◆ **Problem**
Return each line of the entries that holds the string "english".

[Data records]
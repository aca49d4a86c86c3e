//! Run directory layout and atomic JSON artifact writes.
//!
//! Every orchestration run gets a fresh directory under
//! `<workspace>/runs/<run_id>/`; nothing inside it is shared with other runs.

use std::io::Write;
use std::path::{Path, PathBuf};

use chrono::{DateTime, Utc};
use conform_state::{ContentDigest, RunId};
use serde::{de::DeserializeOwned, Deserialize, Serialize};
use tempfile::NamedTempFile;

use crate::error::{ConformError, ConformResult};

/// Serialize `value` as pretty JSON and atomically replace `path`.
pub fn write_json_atomic<T: Serialize + ?Sized>(path: &Path, value: &T) -> ConformResult<()> {
    let mut content = serde_json::to_vec_pretty(value)?;
    content.push(b'\n');
    write_bytes_atomic(path, &content)
}

/// Atomically replace `path` with `data`: temp file in the same directory, then rename.
pub fn write_bytes_atomic(path: &Path, data: &[u8]) -> ConformResult<()> {
    let dir = path
        .parent()
        .filter(|p| !p.as_os_str().is_empty())
        .unwrap_or_else(|| Path::new("."));
    std::fs::create_dir_all(dir).map_err(|e| ConformError::io(dir, e))?;
    let mut tmp = NamedTempFile::new_in(dir).map_err(|e| ConformError::io(dir, e))?;
    tmp.write_all(data).map_err(|e| ConformError::io(path, e))?;
    tmp.persist(path)
        .map_err(|e| ConformError::io(path, e.error))?;
    Ok(())
}

pub fn read_json<T: DeserializeOwned>(path: &Path) -> ConformResult<T> {
    let bytes = std::fs::read(path).map_err(|e| ConformError::io(path, e))?;
    Ok(serde_json::from_slice(&bytes)?)
}

/// Metadata written to `run.json` when a run is prepared.
#[derive(Debug, Clone, PartialEq, Serialize, Deserialize)]
pub struct RunManifest {
    pub run_id: RunId,
    pub rulebook_path: PathBuf,
    pub rulebook_digest: ContentDigest,
    pub ground_truth_digest: ContentDigest,
    pub started_at: DateTime<Utc>,
    #[serde(default)]
    pub finished_at: Option<DateTime<Utc>>,
}

/// Paths inside one run directory.
#[derive(Debug, Clone, PartialEq, Eq)]
pub struct RunLayout {
    root: PathBuf,
}

impl RunLayout {
    /// Layout for `run_id` under `<workspace>/runs/`.
    pub fn new(workspace: &Path, run_id: &RunId) -> Self {
        Self {
            root: runs_dir(workspace).join(run_id.as_str()),
        }
    }

    /// Create every directory of the layout.
    pub fn create(&self) -> ConformResult<()> {
        for dir in [
            self.answer_keys_dir(),
            self.blank_tests_dir(),
            self.logs_dir(),
            self.transcripts_dir(),
            self.grades_dir(),
            self.reports_dir(),
        ] {
            std::fs::create_dir_all(&dir).map_err(|e| ConformError::io(&dir, e))?;
        }
        Ok(())
    }

    pub fn root(&self) -> &Path {
        &self.root
    }

    pub fn answer_keys_dir(&self) -> PathBuf {
        self.root.join("answer-keys")
    }

    pub fn blank_tests_dir(&self) -> PathBuf {
        self.root.join("blank-tests")
    }

    pub fn logs_dir(&self) -> PathBuf {
        self.root.join("logs")
    }

    pub fn log_path(&self, substrate: &str) -> PathBuf {
        self.logs_dir().join(format!("{substrate}.log"))
    }

    pub fn transcripts_dir(&self) -> PathBuf {
        self.root.join("transcripts")
    }

    pub fn transcript_path(&self, substrate: &str) -> PathBuf {
        self.transcripts_dir().join(format!("{substrate}.jsonl"))
    }

    pub fn grades_dir(&self) -> PathBuf {
        self.root.join("grades")
    }

    pub fn grade_path(&self, substrate: &str) -> PathBuf {
        self.grades_dir().join(format!("{substrate}.json"))
    }

    pub fn reports_dir(&self) -> PathBuf {
        self.root.join("reports")
    }

    pub fn substrate_report_path(&self, substrate: &str) -> PathBuf {
        self.reports_dir().join(format!("{substrate}.md"))
    }

    pub fn manifest_path(&self) -> PathBuf {
        self.root.join("run.json")
    }

    pub fn aggregate_report_path(&self) -> PathBuf {
        self.root.join("all-tests-results.md")
    }

    pub fn summary_path(&self) -> PathBuf {
        self.root.join("summary.json")
    }
}

pub fn runs_dir(workspace: &Path) -> PathBuf {
    workspace.join("runs")
}

/// Point `<workspace>/runs/LATEST` at `run_id`.
pub fn mark_latest(workspace: &Path, run_id: &RunId) -> ConformResult<()> {
    let path = runs_dir(workspace).join("LATEST");
    write_bytes_atomic(&path, format!("{run_id}\n").as_bytes())
}

/// Run id recorded in `<workspace>/runs/LATEST`, if any.
pub fn latest_run(workspace: &Path) -> ConformResult<Option<RunId>> {
    let path = runs_dir(workspace).join("LATEST");
    match std::fs::read_to_string(&path) {
        Ok(s) if !s.trim().is_empty() => Ok(Some(RunId(s.trim().to_string()))),
        Ok(_) => Ok(None),
        Err(e) if e.kind() == std::io::ErrorKind::NotFound => Ok(None),
        Err(e) => Err(ConformError::io(path, e)),
    }
}

#[cfg(test)]
mod tests {
    use super::*;

    #[test]
    fn atomic_write_replaces_content() {
        let dir = tempfile::tempdir().unwrap();
        let path = dir.path().join("nested").join("x.json");
        write_json_atomic(&path, &serde_json::json!({"a": 1})).unwrap();
        write_json_atomic(&path, &serde_json::json!({"a": 2})).unwrap();
        let back: serde_json::Value = read_json(&path).unwrap();
        assert_eq!(back["a"], 2);
    }

    #[test]
    fn latest_pointer_roundtrip() {
        let dir = tempfile::tempdir().unwrap();
        assert_eq!(latest_run(dir.path()).unwrap(), None);
        let id = RunId("20261019T000000Z-deadbeef".into());
        mark_latest(dir.path(), &id).unwrap();
        assert_eq!(latest_run(dir.path()).unwrap(), Some(id));
    }

    #[test]
    fn layout_paths() {
        let layout = RunLayout::new(Path::new("/ws"), &RunId("r1".into()));
        assert_eq!(layout.root(), Path::new("/ws/runs/r1"));
        assert_eq!(layout.log_path("python"), Path::new("/ws/runs/r1/logs/python.log"));
        assert_eq!(
            layout.transcript_path("english"),
            Path::new("/ws/runs/r1/transcripts/english.jsonl")
        );
    }
}
//! Substrate process execution.
//!
//! A substrate is an opaque external command. It reads the blank fixture and
//! writes answer files into its output directory; nothing else about it is
//! assumed. Combined stdout and stderr go to the run's log file whatever
//! the outcome.
//!
//! On unix the command leads its own process group, and the whole group is
//! killed once the command ends, times out or is aborted. Helpers it forked
//! cannot keep writing into the output directory after a restore.

use std::io::Write;
use std::path::{Path, PathBuf};
use std::process::Stdio;
use std::time::{Duration, Instant};

use conform_state::RunId;
use tokio::process::Command;
use tracing::{debug, warn};

use crate::config::SubstrateConfig;
use crate::error::{RunnerError, RunnerResult};
use crate::signal::StopSignal;

/// How a substrate process ended.
#[derive(Debug, Clone, Copy, PartialEq, Eq)]
pub enum Termination {
    Exited(i32),
    /// Killed by a signal it did not choose
    Signalled,
    TimedOut,
    /// Killed because the operator aborted the run
    Aborted,
}

/// Result of one substrate execution.
#[derive(Debug, Clone, PartialEq)]
pub struct Execution {
    pub substrate: String,
    pub termination: Termination,
    pub elapsed_ms: u64,
    pub log_path: PathBuf,
}

impl Execution {
    pub fn exit_code(&self) -> Option<i32> {
        match self.termination {
            Termination::Exited(code) => Some(code),
            _ => None,
        }
    }

    pub fn succeeded(&self) -> bool {
        self.termination == Termination::Exited(0)
    }
}

/// Inputs for one execution.
#[derive(Debug, Clone)]
pub struct RunRequest<'a> {
    pub substrate: &'a SubstrateConfig,
    pub run_id: &'a RunId,
    pub blank_dir: &'a Path,
    pub output_dir: &'a Path,
    pub log_path: &'a Path,
    pub timeout: Duration,
}

fn append_log(path: &Path, line: &str) {
    let result = std::fs::OpenOptions::new()
        .create(true)
        .append(true)
        .open(path)
        .and_then(|mut f| writeln!(f, "{line}"));
    if let Err(e) = result {
        warn!(log = %path.display(), error = %e, "failed to append to substrate log");
    }
}

/// Kill every process left in the substrate's group.
#[cfg(unix)]
fn kill_group(pid: Option<u32>, substrate: &str) {
    let Some(pid) = pid else {
        return;
    };
    let Ok(pgid) = libc::pid_t::try_from(pid) else {
        return;
    };
    // SAFETY: killpg only delivers a signal; pgid is the group the child leads.
    if unsafe { libc::killpg(pgid, libc::SIGKILL) } != 0 {
        let e = std::io::Error::last_os_error();
        if e.raw_os_error() != Some(libc::ESRCH) {
            warn!(substrate = %substrate, error = %e, "failed to kill substrate process group");
        }
    }
}

#[cfg(not(unix))]
fn kill_group(_pid: Option<u32>, _substrate: &str) {}

/// Run a substrate command to completion, timeout or abort.
pub async fn run(request: RunRequest<'_>, signal: &StopSignal) -> RunnerResult<Execution> {
    let substrate = &request.substrate.name;
    let argv = request
        .substrate
        .render_command(request.blank_dir, request.output_dir);
    let Some((program, args)) = argv.split_first() else {
        return Err(RunnerError::EmptyCommand {
            substrate: substrate.clone(),
        });
    };

    if let Some(parent) = request.log_path.parent() {
        std::fs::create_dir_all(parent).map_err(|e| RunnerError::io(parent, e))?;
    }
    let mut log = std::fs::File::create(request.log_path)
        .map_err(|e| RunnerError::io(request.log_path, e))?;
    writeln!(
        log,
        "# conform run {} substrate {}\n# cwd: {}\n# command: {}",
        request.run_id,
        substrate,
        request.substrate.dir.display(),
        argv.join(" ")
    )
    .map_err(|e| RunnerError::io(request.log_path, e))?;
    let stderr_log = log
        .try_clone()
        .map_err(|e| RunnerError::io(request.log_path, e))?;

    let started = Instant::now();
    let mut command = Command::new(program);
    #[cfg(unix)]
    command.process_group(0);
    let spawned = command
        .args(args)
        .current_dir(&request.substrate.dir)
        .env("CONFORM_BLANK_DIR", request.blank_dir)
        .env("CONFORM_OUTPUT_DIR", request.output_dir)
        .env("CONFORM_RUN_ID", request.run_id.as_str())
        .stdin(Stdio::null())
        .stdout(Stdio::from(log))
        .stderr(Stdio::from(stderr_log))
        .kill_on_drop(true)
        .spawn();
    let mut child = match spawned {
        Ok(child) => child,
        Err(source) => {
            append_log(request.log_path, &format!("# spawn failed: {source}"));
            return Err(RunnerError::Spawn {
                substrate: substrate.clone(),
                source,
            });
        }
    };
    let pid = child.id();
    debug!(substrate = %substrate, pid = ?pid, "substrate started");

    let termination = tokio::select! {
        status = child.wait() => match status {
            Ok(status) => match status.code() {
                Some(code) => Termination::Exited(code),
                None => Termination::Signalled,
            },
            Err(e) => {
                append_log(request.log_path, &format!("# wait failed: {e}"));
                Termination::Signalled
            }
        },
        _ = tokio::time::sleep(request.timeout) => Termination::TimedOut,
        _ = signal.aborted() => Termination::Aborted,
    };
    kill_group(pid, substrate);
    if matches!(termination, Termination::TimedOut | Termination::Aborted) {
        if let Err(e) = child.kill().await {
            warn!(substrate = %substrate, error = %e, "failed to kill substrate process");
        }
    }
    let elapsed_ms = started.elapsed().as_millis() as u64;

    let footer = match termination {
        Termination::Exited(code) => format!("# exit code {code} after {elapsed_ms}ms"),
        Termination::Signalled => format!("# terminated by signal after {elapsed_ms}ms"),
        Termination::TimedOut => format!(
            "# killed after exceeding the {}s time limit",
            request.timeout.as_secs()
        ),
        Termination::Aborted => format!("# killed by operator abort after {elapsed_ms}ms"),
    };
    append_log(request.log_path, &footer);

    Ok(Execution {
        substrate: substrate.clone(),
        termination,
        elapsed_ms,
        log_path: request.log_path.to_path_buf(),
    })
}

#[cfg(test)]
mod tests {
    use super::*;
    use conform_state::SubstrateMode;

    fn shell(dir: &Path, script: &str) -> SubstrateConfig {
        SubstrateConfig {
            name: "sh".into(),
            dir: dir.to_path_buf(),
            command: vec!["sh".into(), "-c".into(), script.into()],
            output_dir: None,
            timeout_secs: None,
            mode: SubstrateMode::Executable,
            enabled: true,
            artifacts: vec![],
        }
    }

    async fn exec(dir: &Path, script: &str, timeout: Duration, signal: &StopSignal) -> Execution {
        let substrate = shell(dir, script);
        let run_id = RunId("test-run".into());
        let log = dir.join("logs/sh.log");
        let out = dir.join("out");
        run(
            RunRequest {
                substrate: &substrate,
                run_id: &run_id,
                blank_dir: dir,
                output_dir: &out,
                log_path: &log,
                timeout,
            },
            signal,
        )
        .await
        .unwrap()
    }

    #[tokio::test]
    async fn captures_stdout_and_stderr() {
        let dir = tempfile::tempdir().unwrap();
        let e = exec(
            dir.path(),
            "echo to-out; echo to-err >&2; echo run=$CONFORM_RUN_ID",
            Duration::from_secs(10),
            &StopSignal::new(),
        )
        .await;
        assert!(e.succeeded());
        let log = std::fs::read_to_string(&e.log_path).unwrap();
        assert!(log.contains("to-out"));
        assert!(log.contains("to-err"));
        assert!(log.contains("run=test-run"));
        assert!(log.contains("# exit code 0"));
    }

    #[tokio::test]
    async fn non_zero_exit_is_reported() {
        let dir = tempfile::tempdir().unwrap();
        let e = exec(dir.path(), "exit 3", Duration::from_secs(10), &StopSignal::new()).await;
        assert_eq!(e.termination, Termination::Exited(3));
        assert_eq!(e.exit_code(), Some(3));
        assert!(!e.succeeded());
    }

    #[tokio::test]
    async fn timeout_kills_the_process() {
        let dir = tempfile::tempdir().unwrap();
        let e = exec(dir.path(), "sleep 30", Duration::from_millis(200), &StopSignal::new()).await;
        assert_eq!(e.termination, Termination::TimedOut);
        assert!(e.elapsed_ms < 10_000);
        let log = std::fs::read_to_string(&e.log_path).unwrap();
        assert!(log.contains("time limit"));
    }

    #[tokio::test]
    async fn abort_kills_the_process() {
        let dir = tempfile::tempdir().unwrap();
        let signal = StopSignal::new();
        let trigger = {
            let signal = signal.clone();
            tokio::spawn(async move {
                tokio::time::sleep(Duration::from_millis(100)).await;
                signal.request_abort();
            })
        };
        let e = exec(dir.path(), "sleep 30", Duration::from_secs(60), &signal).await;
        trigger.await.unwrap();
        assert_eq!(e.termination, Termination::Aborted);
    }

    #[cfg(unix)]
    #[tokio::test]
    async fn timeout_kills_forked_helpers() {
        let dir = tempfile::tempdir().unwrap();
        let e = exec(
            dir.path(),
            r#"sh -c 'sleep 1; touch "$CONFORM_BLANK_DIR/late"'; true"#,
            Duration::from_millis(200),
            &StopSignal::new(),
        )
        .await;
        assert_eq!(e.termination, Termination::TimedOut);
        tokio::time::sleep(Duration::from_millis(1500)).await;
        assert!(!dir.path().join("late").exists());
    }

    #[cfg(unix)]
    #[tokio::test]
    async fn background_helpers_do_not_outlive_the_command() {
        let dir = tempfile::tempdir().unwrap();
        let e = exec(
            dir.path(),
            r#"(sleep 1; touch "$CONFORM_BLANK_DIR/late") & exit 0"#,
            Duration::from_secs(10),
            &StopSignal::new(),
        )
        .await;
        assert!(e.succeeded());
        tokio::time::sleep(Duration::from_millis(1500)).await;
        assert!(!dir.path().join("late").exists());
    }

    #[tokio::test]
    async fn missing_program_is_a_spawn_error() {
        let dir = tempfile::tempdir().unwrap();
        let mut substrate = shell(dir.path(), "");
        substrate.command = vec!["/nonexistent/conform-substrate".into()];
        let run_id = RunId("r".into());
        let log = dir.path().join("x.log");
        let err = run(
            RunRequest {
                substrate: &substrate,
                run_id: &run_id,
                blank_dir: dir.path(),
                output_dir: dir.path(),
                log_path: &log,
                timeout: Duration::from_secs(1),
            },
            &StopSignal::new(),
        )
        .await
        .unwrap_err();
        assert!(matches!(err, RunnerError::Spawn { .. }));
        assert!(std::fs::read_to_string(&log).unwrap().contains("spawn failed"));
    }
}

◆ **Reply**
            layout.transcript_path("english"),
            Path::new("/ws/runs/r1/transcripts/english.jsonl")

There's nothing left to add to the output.